Double burden of malnutrition is now emerging nutritional phenotype for ever-married women in Bangladesh. Moreover, overweight and obesity has been tremendously rising but simultaneously underweight did not fall significantly over the 10-years period. Age, Place of residence (Urban/Rural), educational status, parity, marital status, wealth index, and year are significantly associated with both overweight/obesity and underweight problems among reproductive age women in Bangladesh. This study suggests that strategies for preventing both underweight and overweight/obesity simultaneously among reproductive women need to be implemented considering regional context and their socioeconomic status (SES).
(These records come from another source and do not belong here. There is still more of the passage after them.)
//! Time-driven slot rotation.
//!
//! Two phases, each a function of datastore state plus the current time:
//! - [`SlotShifter`] moves every due slot's window forward by its period
//! - [`CredentialLocker`] locks credentials whose slot is about to end
//!
//! [`Rotation`] composes them: a persisted shift cascades into a lock pass.

pub mod locker;
pub mod rotation;
pub mod settings;
pub mod shifter;

pub use locker::{CredentialLocker, LockOutcome, LockReport};
pub use rotation::{CycleReport, Rotation};
pub use settings::RotationSettings;
pub use shifter::{ShiftOutcome, SlotShifter};
use std::sync::Arc;

use chrono::DateTime;
use chrono_tz::Tz;
use tracing::info;

use slotkeeper_store::DocumentStore;

use crate::locker::{CredentialLocker, LockOutcome};
use crate::settings::RotationSettings;
use crate::shifter::{ShiftOutcome, SlotShifter};

/// Outcome of an update cycle: the shift, and the lock pass if one followed.
#[derive(Debug, Clone, PartialEq, Eq)]
pub struct CycleReport {
    pub shift: ShiftOutcome,
    pub lock: Option<LockOutcome>,
}

/// Both phases over one store, composed the way the trigger routes use them.
pub struct Rotation {
    shifter: SlotShifter,
    locker: CredentialLocker,
    settings: RotationSettings,
}

impl Rotation {
    pub fn new(store: Arc<dyn DocumentStore>, settings: RotationSettings) -> Self {
        Self {
            shifter: SlotShifter::new(store.clone(), settings),
            locker: CredentialLocker::new(store, settings),
            settings,
        }
    }

    pub fn settings(&self) -> &RotationSettings {
        &self.settings
    }

    /// Run SHIFT, then LOCK only if the shift was persisted.
    pub async fn update_slots(&self, now: DateTime<Tz>) -> CycleReport {
        let shift = self.shifter.run(now).await;
        let lock = if shift.cascades() {
            info!("Multi-slot SHIFT success => now lock if needed");
            Some(self.locker.run(now).await)
        } else {
            None
        };
        CycleReport { shift, lock }
    }

    /// Run LOCK on its own.
    pub async fn lock_check(&self, now: DateTime<Tz>) -> LockOutcome {
        self.locker.run(now).await
    }

    /// Current time in the configured zone.
    pub fn now(&self) -> DateTime<Tz> {
        chrono::Utc::now().with_timezone(&self.settings.tz)
    }
}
Although, it is a great challenge to address interventions for combating both extreme form of malnutrition, viz. underweight and overweight/obesity at a time, programs should be taken technically to prevent both types of problem. Also, raising awareness about healthy life may be helpful to prevent both underweight and overweight/obesity. More in depth researches are required to take appropriate strategies to handle such type of paradoxical situation in Bangladesh.